ICP

What Consultants Leave on the Table

August 4, 2026 · 8 min read


By Ric Garcia, Co-founder of Mayetik


Consulting is, at its core, a discovery business.

The value a consultant delivers isn't the framework — clients can buy frameworks. It isn't the slide deck — clients can build slide decks. The real value is the insight: the accurate, nuanced, decision-grade understanding of a situation that the client couldn't develop on their own, delivered fast enough to matter.

That insight comes from conversations. From interviews with stakeholders, customers, frontline employees, subject matter experts. From the ability to ask the right questions of the right people and synthesize what gets said into something that changes how a leadership team thinks.

Which means consulting firms are sitting on one of the most valuable and most neglected assets in professional services: an extraordinary corpus of qualitative intelligence. Thousands of client engagements. Tens of thousands of stakeholder interviews. Patterns that, if properly captured and synthesized across engagements, would constitute a genuinely rare understanding of how organizations work, where they fail, and what actually drives change.

Far less of it compounds than consulting firms often assume.


The Untapped Asset

Every engagement a consulting firm runs generates qualitative intelligence. The stakeholder who revealed the real blocker in the third interview. The pattern that surfaced across four separate retail transformations. The contradiction between what the CEO said and what the VP said that, if caught, would have changed the recommendation entirely.

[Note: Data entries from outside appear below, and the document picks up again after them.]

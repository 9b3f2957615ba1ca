//! Locating and downloading the published GST rate file.

mod client;
mod links;
#[cfg(test)]
pub(crate) mod test_server;

pub use client::RateSource;
pub use links::{extract_rate_links, RateLink};

use crate::error::SourceError;

/// Result type for source operations.
pub type Result<T> = std::result::Result<T, SourceError>;
//! Rate file link discovery in the CBIC rates page.

use std::collections::HashSet;

use reqwest::Url;
use scraper::{Html, Selector};
use serde::Serialize;
use tracing::{debug, trace};

use super::Result;
use crate::error::SourceError;
use crate::models::rates::RateFileFormat;

/// A candidate rate file found on the page.
#[derive(Debug, Clone, PartialEq, Eq, Serialize)]
pub struct RateLink {
    /// Absolute URL of the file.
    pub url: String,
    /// Format implied by the file extension.
    pub format: RateFileFormat,
}

/// Collect links to rate files, in document order.
///
/// A link qualifies when its href mentions "rate" and its path ends in
/// `.xlsx`, `.xls` or `.pdf`. Relative hrefs are resolved against `base_url`.
pub fn extract_rate_links(html: &str, base_url: &str) -> Result<Vec<RateLink>> {
    let base = Url::parse(base_url).map_err(|e| SourceError::InvalidUrl {
        url: base_url.to_string(),
        reason: e.to_string(),
    })?;

    let doc = Html::parse_document(html);
    let anchors = create_selector("a[href]")?;

    let mut seen = HashSet::new();
    let mut links = Vec::new();

    for anchor in doc.select(&anchors) {
        let Some(href) = anchor.value().attr("href") else {
            continue;
        };
        let href = href.trim();
        if !href.to_lowercase().contains("rate") {
            continue;
        }

        let url = match base.join(href) {
            Ok(url) => url,
            Err(e) => {
                trace!("Skipping unresolvable href {:?}: {}", href, e);
                continue;
            }
        };

        let Some(format) = RateFileFormat::from_name(url.path()) else {
            continue;
        };

        if seen.insert(url.to_string()) {
            links.push(RateLink {
                url: url.to_string(),
                format,
            });
        }
    }

    debug!("Found {} rate file candidates", links.len());
    Ok(links)
}

#[inline]
fn create_selector(sel_str: &str) -> Result<Selector> {
    Selector::parse(sel_str).map_err(|e| SourceError::InvalidUrl {
        url: sel_str.to_string(),
        reason: format!("bad selector: {}", e),
    })
}
//! Rate tables from `.xlsx` / `.xls` workbooks.

use std::io::Cursor;

use calamine::{Data, Reader};
use rust_decimal::prelude::FromPrimitive;
use rust_decimal::Decimal;
use tracing::{debug, trace};

use super::{normalize_rate, row_key, Result};
use crate::error::TableError;
use crate::models::rates::{format_percent, RateEntry, RateTable};

const CODE_HEADERS: &[&str] = &["hsn", "hsn code", "hsn/sac", "hsn/sac code", "chapter/head"];

const DESCRIPTION_HEADERS: &[&str] = &[
    "description",
    "goods",
    "service description",
    "item description",
    "description of goods",
];

const RATE_HEADERS: &[&str] = &["rate", "gst rate", "tax rate", "rate (%)", "igst", "total gst"];

/// Rows scanned for a header before a sheet is given up on.
const HEADER_SCAN_ROWS: usize = 10;

#[derive(Debug, Clone, Copy, PartialEq, Eq)]
struct Columns {
    code: Option<usize>,
    description: Option<usize>,
    rate: usize,
}

/// Parse every worksheet of a workbook into one rate table.
///
/// Later rows win on key collisions, across sheets too.
pub fn parse_spreadsheet(content: &[u8]) -> Result<RateTable> {
    let mut workbook = calamine::open_workbook_auto_from_rs(Cursor::new(content.to_vec()))
        .map_err(|e| TableError::Spreadsheet(e.to_string()))?;

    let mut table = RateTable::new();
    for name in workbook.sheet_names() {
        let range = match workbook.worksheet_range(&name) {
            Ok(range) => range,
            Err(e) => {
                debug!("Skipping sheet {:?}: {}", name, e);
                continue;
            }
        };

        let rows: Vec<&[Data]> = range.rows().collect();
        let Some((header_row, columns)) = find_header(&rows) else {
            debug!("Sheet {:?} has no recognisable rate columns", name);
            continue;
        };

        let before = table.len();
        for row in &rows[header_row + 1..] {
            if let Some((key, entry)) = parse_row(row, columns) {
                table.insert(key, entry);
            }
        }
        debug!("Sheet {:?}: {} new keys", name, table.len().saturating_sub(before));
    }

    Ok(table)
}

/// First row (within the scan window) naming a rate column plus a code or
/// description column.
fn find_header(rows: &[&[Data]]) -> Option<(usize, Columns)> {
    rows.iter()
        .take(HEADER_SCAN_ROWS)
        .enumerate()
        .find_map(|(idx, row)| detect_columns(row).map(|cols| (idx, cols)))
}

fn detect_columns(row: &[Data]) -> Option<Columns> {
    let headers: Vec<String> = row.iter().map(|c| cell_text(c).to_lowercase()).collect();
    let pick = |aliases: &[&str]| {
        aliases
            .iter()
            .find_map(|alias| headers.iter().position(|h| h == alias))
    };

    let rate = pick(RATE_HEADERS)?;
    let code = pick(CODE_HEADERS);
    let description = pick(DESCRIPTION_HEADERS);
    if code.is_none() && description.is_none() {
        return None;
    }

    Some(Columns {
        code,
        description,
        rate,
    })
}

fn parse_row(row: &[Data], columns: Columns) -> Option<(String, RateEntry)> {
    let column_text = |idx: Option<usize>| {
        idx.and_then(|i| row.get(i))
            .map(cell_text)
            .unwrap_or_default()
    };

    let code = column_text(columns.code);
    let description = column_text(columns.description).to_lowercase();
    let rate = normalize_rate(&rate_text(row.get(columns.rate)?))?;

    let key = row_key(&code, &description)?;
    trace!("Row {} -> {}", key, rate);
    Some((key, RateEntry::new(description, rate)))
}

/// Natural text of a cell; whole floats render without a fraction.
fn cell_text(cell: &Data) -> String {
    match cell {
        Data::String(s) => s.trim().to_string(),
        Data::Int(i) => i.to_string(),
        Data::Float(f) if f.fract() == 0.0 => format!("{}", *f as i64),
        Data::Float(f) => f.to_string(),
        Data::Bool(b) => b.to_string(),
        _ => String::new(),
    }
}

/// Rate cell text; a numeric fraction such as `0.18` is read as 18%.
fn rate_text(cell: &Data) -> String {
    match cell {
        Data::Float(f) if *f > 0.0 && *f < 1.0 => Decimal::from_f64(f * 100.0)
            .map(|d| format_percent(d.round_dp(4)))
            .unwrap_or_default(),
        other => cell_text(other),
    }
}

#[cfg(test)]
mod tests {
    use super::*;
    use pretty_assertions::assert_eq;
    use rust_xlsxwriter::Workbook;

    fn workbook_bytes(rows: &[(&str, &str, &str)]) -> Vec<u8> {
        let mut workbook = Workbook::new();
        let sheet = workbook.add_worksheet();
        for (r, (a, b, c)) in rows.iter().enumerate() {
            sheet.write_string(r as u32, 0, *a).unwrap();
            sheet.write_string(r as u32, 1, *b).unwrap();
            sheet.write_string(r as u32, 2, *c).unwrap();
        }
        workbook.save_to_buffer().unwrap()
    }

    #[test]
    fn test_parses_code_description_rate_sheet() {
        let bytes = workbook_bytes(&[
            ("HSN Code", "Description of Goods", "GST Rate"),
            ("8471", "Automatic Data Processing Machines", "18%"),
            ("", "Fresh Milk", "Nil / 0%"),
            ("Chapter 99", "Restaurant Service", "5"),
            ("1006", "Rice", "no rate"),
        ]);

        let table = parse_spreadsheet(&bytes).unwrap();
        assert_eq!(table.len(), 3);
        assert_eq!(
            table.get("8471"),
            Some(&RateEntry::new("automatic data processing machines", "18%"))
        );
        assert_eq!(table.get("fresh milk").map(|e| e.rate.as_str()), Some("0%"));
        assert_eq!(table.get("restaurant service").map(|e| e.rate.as_str()), Some("5%"));
        assert!(table.get("1006").is_none());
    }

    #[test]
    fn test_numeric_cells() {
        let mut workbook = Workbook::new();
        let sheet = workbook.add_worksheet();
        sheet.write_string(0, 0, "HSN").unwrap();
        sheet.write_string(0, 1, "Description").unwrap();
        sheet.write_string(0, 2, "Rate").unwrap();
        sheet.write_number(1, 0, 8471.0).unwrap();
        sheet.write_string(1, 1, "Computers").unwrap();
        sheet.write_number(1, 2, 0.18).unwrap();
        sheet.write_number(2, 0, 3004.0).unwrap();
        sheet.write_string(2, 1, "Medicaments").unwrap();
        sheet.write_number(2, 2, 12.0).unwrap();
        let bytes = workbook.save_to_buffer().unwrap();

        let table = parse_spreadsheet(&bytes).unwrap();
        assert_eq!(table.get("8471").map(|e| e.rate.as_str()), Some("18%"));
        assert_eq!(table.get("3004").map(|e| e.rate.as_str()), Some("12%"));
    }

    #[test]
    fn test_header_below_title_rows() {
        let bytes = workbook_bytes(&[
            ("GST Rates 2025", "", ""),
            ("", "", ""),
            ("HSN/SAC", "Goods", "IGST"),
            ("0401", "Milk", "0%"),
        ]);

        let table = parse_spreadsheet(&bytes).unwrap();
        assert_eq!(table.get("0401"), Some(&RateEntry::new("milk", "0%")));
    }

    #[test]
    fn test_sheet_without_rate_column_is_skipped() {
        let bytes = workbook_bytes(&[
            ("HSN", "Description", "Remarks"),
            ("8471", "Computers", "18%"),
        ]);

        let table = parse_spreadsheet(&bytes).unwrap();
        assert!(table.is_empty());
    }

    #[test]
    fn test_later_rows_win() {
        let bytes = workbook_bytes(&[
            ("HSN", "Description", "Rate"),
            ("8471", "Computers", "12%"),
            ("8471", "Computers", "18%"),
        ]);

        let table = parse_spreadsheet(&bytes).unwrap();
        assert_eq!(table.get("8471").map(|e| e.rate.as_str()), Some("18%"));
    }

    #[test]
    fn test_garbage_bytes() {
        let result = parse_spreadsheet(b"definitely not a workbook");
        assert!(matches!(result, Err(TableError::Spreadsheet(_))));
    }
}
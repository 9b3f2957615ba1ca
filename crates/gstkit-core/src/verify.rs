//! GST rate verification and tax splitting for extracted invoices.

use rust_decimal::{Decimal, RoundingStrategy};
use tracing::debug;

use crate::cache::lookup;
use crate::models::invoice::{RateVerification, TaxSplit};
use crate::models::rates::{format_percent, parse_percent, RateTable};

/// Keyword used for the reference lookup when the invoice has no HSN code.
pub const GENERAL_KEYWORD: &str = "general";

const FALLBACK_RATE: u32 = 18;

fn round2(value: Decimal) -> Decimal {
    value.round_dp_with_strategy(2, RoundingStrategy::MidpointAwayFromZero)
}

/// Split a GST-inclusive total into taxable value and tax components.
///
/// Intra-state supply is assumed: the tax is shared equally between CGST and
/// SGST and IGST is zero.
pub fn split_tax(total: Decimal, rate: Decimal) -> TaxSplit {
    if total.is_zero() || rate <= Decimal::ZERO {
        return TaxSplit {
            taxable_value: round2(total),
            ..TaxSplit::default()
        };
    }

    let gst_amount = round2(total * rate / (Decimal::ONE_HUNDRED + rate));
    let half = round2(gst_amount / Decimal::TWO);
    TaxSplit {
        taxable_value: round2(total - gst_amount),
        gst_amount,
        cgst: half,
        sgst: half,
        igst: Decimal::ZERO,
    }
}

/// Reference rate for an invoice: looked up by HSN code, else by
/// [`GENERAL_KEYWORD`].
pub fn reference_rate(table: &RateTable, hsn: Option<&str>, default_rate: u32) -> Option<Decimal> {
    let keyword = hsn.unwrap_or(GENERAL_KEYWORD);
    let found = lookup(table, keyword, default_rate);
    debug!("Reference rate for {:?}: {}", keyword, found.rate);
    parse_percent(&found.rate)
}

/// Compare an invoice's claimed rate against a reference rate.
///
/// A missing or non-positive reference falls back to the invoice rate, then
/// to 18%.
pub fn verify_rate(
    total: Decimal,
    invoice_rate: Decimal,
    reference: Option<Decimal>,
) -> RateVerification {
    let verified_rate = reference
        .filter(|r| *r > Decimal::ZERO)
        .or_else(|| (invoice_rate > Decimal::ZERO).then_some(invoice_rate))
        .unwrap_or_else(|| Decimal::from(FALLBACK_RATE));

    let verified = invoice_rate > Decimal::ZERO && invoice_rate == verified_rate;
    let invoice_tax = split_tax(total, invoice_rate);

    let (adjusted_rate, adjusted_tax) = if !verified && !total.is_zero() {
        (verified_rate, split_tax(total, verified_rate))
    } else if invoice_rate.is_zero() {
        (verified_rate, invoice_tax)
    } else {
        (invoice_rate, invoice_tax)
    };

    let message = if verified {
        format!(
            "GST rate {} matches the reference rate",
            format_percent(invoice_rate)
        )
    } else if total.is_zero() {
        format!(
            "GST rate {} does not match the reference rate {}",
            format_percent(invoice_rate),
            format_percent(verified_rate)
        )
    } else {
        format!(
            "GST rate {} does not match the reference rate {}; tax recomputed at {}",
            format_percent(invoice_rate),
            format_percent(verified_rate),
            format_percent(verified_rate)
        )
    };

    RateVerification {
        invoice_rate,
        verified_rate,
        verified,
        invoice_tax,
        adjusted_rate,
        adjusted_tax,
        message,
    }
}
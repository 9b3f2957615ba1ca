//! Invoice OCR pipeline: render, preprocess, recognise, join.

use std::path::{Path, PathBuf};
use std::time::Instant;

use tracing::{debug, info, warn};

use super::{
    preprocessing::ImagePreprocessor, rasterize::PdfRasterizer, tesseract::TesseractCli,
    OcrBackend, OcrResult, Result, TextSource, IMAGE_EXTENSIONS,
};
use crate::error::OcrError;
use crate::models::config::OcrConfig;
use crate::pdf::{PdfExtractor, PdfProcessor, PdfType};

/// Turns an invoice PDF or image into plain text.
pub struct InvoiceOcr<B: OcrBackend = TesseractCli> {
    backend: B,
    rasterizer: PdfRasterizer,
    preprocessor: ImagePreprocessor,
    config: OcrConfig,
}

impl InvoiceOcr<TesseractCli> {
    /// Pipeline backed by the tesseract CLI.
    pub fn new(config: OcrConfig) -> Self {
        Self::with_backend(TesseractCli::from_config(&config), config)
    }
}

impl<B: OcrBackend> InvoiceOcr<B> {
    pub fn with_backend(backend: B, config: OcrConfig) -> Self {
        Self {
            backend,
            rasterizer: PdfRasterizer::from_config(&config),
            preprocessor: ImagePreprocessor::new().with_max_size(config.max_image_size),
            config,
        }
    }

    /// Extract text from a PDF or image file.
    ///
    /// Fails with [`OcrError::EmptyText`] when nothing was recognised.
    pub fn extract_text(&self, path: &Path) -> Result<OcrResult> {
        let start = Instant::now();

        if !path.is_file() {
            return Err(OcrError::Io(std::io::Error::new(
                std::io::ErrorKind::NotFound,
                format!("{} not found", path.display()),
            )));
        }

        let extension = path
            .extension()
            .and_then(|e| e.to_str())
            .map(|e| e.to_lowercase())
            .unwrap_or_default();

        let (text, pages, source) = if extension == "pdf" {
            match self.embedded_text(path) {
                Some(text) => (text, 0, TextSource::Embedded),
                None => {
                    let (text, pages) = self.recognize_pdf(path)?;
                    (text, pages, TextSource::Ocr)
                }
            }
        } else if IMAGE_EXTENSIONS.contains(&extension.as_str()) {
            (self.recognize_image(path)?, 1, TextSource::Ocr)
        } else {
            return Err(OcrError::UnsupportedInput(path.display().to_string()));
        };

        if text.is_empty() {
            return Err(OcrError::EmptyText);
        }

        let processing_time_ms = start.elapsed().as_millis() as u64;
        info!(
            "Extracted {} chars from {} ({:?}, {}ms)",
            text.len(),
            path.display(),
            source,
            processing_time_ms
        );

        Ok(OcrResult {
            text,
            pages,
            source,
            processing_time_ms,
        })
    }

    fn recognize_pdf(&self, path: &Path) -> Result<(String, usize)> {
        let work_dir = tempfile::tempdir()?;
        let pages = self.rasterizer.render(path, work_dir.path())?;
        let text = self.recognize_pages(&pages)?;
        Ok((text, pages.len()))
    }

    fn recognize_image(&self, path: &Path) -> Result<String> {
        let work_dir = tempfile::tempdir()?;
        let prepared = self.preprocessor.prepare_file(path, work_dir.path())?;
        self.recognize_pages(&[prepared])
    }

    /// Recognise each page, dropping empty ones, and join with newlines.
    fn recognize_pages(&self, pages: &[PathBuf]) -> Result<String> {
        let mut texts = Vec::with_capacity(pages.len());
        for page in pages {
            let text = self.backend.recognize(page)?;
            let text = text.trim();
            if text.is_empty() {
                debug!("No text on {}", page.display());
                continue;
            }
            texts.push(text.to_string());
        }
        Ok(texts.join("\n").trim().to_string())
    }

    /// Embedded PDF text, when enabled and long enough to trust.
    fn embedded_text(&self, path: &Path) -> Option<String> {
        if !self.config.prefer_embedded_text {
            return None;
        }

        let data = match std::fs::read(path) {
            Ok(data) => data,
            Err(e) => {
                warn!("Failed to read {}: {}", path.display(), e);
                return None;
            }
        };
        let extractor = match PdfExtractor::from_bytes(&data) {
            Ok(extractor) => extractor,
            Err(e) => {
                warn!("Failed to load PDF text layer, using OCR: {}", e);
                return None;
            }
        };

        if extractor.analyze(self.config.min_text_length) != PdfType::Text {
            debug!("PDF looks scanned, using OCR");
            return None;
        }

        extractor
            .extract_text()
            .ok()
            .map(|text| text.trim().to_string())
    }
}

#[cfg(test)]
mod tests {
    use super::*;
    use image::{GrayImage, Luma};
    use pretty_assertions::assert_eq;
    use std::collections::HashMap;

    /// Returns canned text per file name.
    struct FakeBackend(HashMap<String, String>);

    impl FakeBackend {
        fn new(pages: &[(&str, &str)]) -> Self {
            Self(
                pages
                    .iter()
                    .map(|(k, v)| (k.to_string(), v.to_string()))
                    .collect(),
            )
        }
    }

    impl OcrBackend for FakeBackend {
        fn recognize(&self, image: &Path) -> Result<String> {
            let name = image.file_name().unwrap().to_string_lossy().to_string();
            Ok(self.0.get(&name).cloned().unwrap_or_default())
        }
    }

    #[test]
    fn test_pages_joined_and_blank_pages_skipped() {
        let ocr = InvoiceOcr::with_backend(
            FakeBackend::new(&[
                ("page-1.png", "  Invoice INV-7 \n"),
                ("page-2.png", "   \n"),
                ("page-3.png", "Total 1,180\n\n"),
            ]),
            OcrConfig::default(),
        );

        let pages: Vec<PathBuf> = ["page-1.png", "page-2.png", "page-3.png"]
            .iter()
            .map(PathBuf::from)
            .collect();
        assert_eq!(ocr.recognize_pages(&pages).unwrap(), "Invoice INV-7\nTotal 1,180");
    }

    #[test]
    fn test_image_input_is_preprocessed() {
        let dir = tempfile::tempdir().unwrap();
        let input = dir.path().join("receipt.png");
        GrayImage::from_pixel(40, 20, Luma([255])).save(&input).unwrap();

        let ocr = InvoiceOcr::with_backend(
            FakeBackend::new(&[("receipt-prepared.png", "vendor acme total 500")]),
            OcrConfig::default(),
        );

        let result = ocr.extract_text(&input).unwrap();
        assert_eq!(result.text, "vendor acme total 500");
        assert_eq!(result.pages, 1);
        assert_eq!(result.source, TextSource::Ocr);
    }

    #[test]
    fn test_empty_text_is_an_error() {
        let dir = tempfile::tempdir().unwrap();
        let input = dir.path().join("blank.png");
        GrayImage::from_pixel(10, 10, Luma([255])).save(&input).unwrap();

        let ocr = InvoiceOcr::with_backend(FakeBackend::new(&[]), OcrConfig::default());
        assert!(matches!(ocr.extract_text(&input), Err(OcrError::EmptyText)));
    }

    #[test]
    fn test_unsupported_and_missing_inputs() {
        let dir = tempfile::tempdir().unwrap();
        let notes = dir.path().join("notes.txt");
        std::fs::write(&notes, "hello").unwrap();

        let ocr = InvoiceOcr::with_backend(FakeBackend::new(&[]), OcrConfig::default());
        assert!(matches!(
            ocr.extract_text(&notes),
            Err(OcrError::UnsupportedInput(_))
        ));
        assert!(matches!(
            ocr.extract_text(&dir.path().join("missing.pdf")),
            Err(OcrError::Io(_))
        ));
    }

    #[test]
    fn test_pdf_without_pdftoppm() {
        let dir = tempfile::tempdir().unwrap();
        let input = dir.path().join("invoice.pdf");
        std::fs::write(&input, b"%PDF-1.4").unwrap();

        let config = OcrConfig {
            pdftoppm_path: "/nonexistent/pdftoppm".to_string(),
            ..OcrConfig::default()
        };
        let ocr = InvoiceOcr::with_backend(FakeBackend::new(&[]), config);
        assert!(matches!(
            ocr.extract_text(&input),
            Err(OcrError::Spawn { tool: "pdftoppm", .. })
        ));
    }
}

Most of that intelligence never makes it past the engagement. The institutional knowledge from the last pharmaceutical client doesn't inform the questions asked of the next one. The pattern noticed in three separate projects never gets codified into a sharper framework for the fourth. The insight lives in people — in the experienced partner's pattern recognition, in the senior manager's memory — and when those people leave, the insight leaves with them.

Too many engagements start closer to scratch than firms would like. The corpus grows. The intelligence doesn't.

That's not a talent problem. It's an infrastructure problem — specifically, the absence of what we call structured qualitative intelligence: the discipline of designing conversations so their outputs can be captured, synthesized, and accumulated as organizational knowledge, not just delivered once and filed. And the firms that build that infrastructure first are likely to develop a structural advantage that widens with every engagement they run.

The commercial implications are significant. New consultants ramp faster when they can inherit structured prior learning rather than starting from blank guides and tribal knowledge — in illustrative terms, firms commonly spend weeks of senior time re-orienting new team members on context that structured intelligence could deliver in hours. Proposals sharpen when pattern recognition across past engagements is encoded into the discovery process rather than locked in individual partners' heads. Partner dependence can decrease when institutional intelligence is embedded in systems rather than people. Client outcomes may improve when the firm's tenth engagement in a sector draws on the accumulated learning of the previous nine rather than treating each as a fresh start. And the cost of repeat discovery — paying to surface the same insight twice because no infrastructure preserved it the first time — is one of the most invisible and persistent drains on consulting margin.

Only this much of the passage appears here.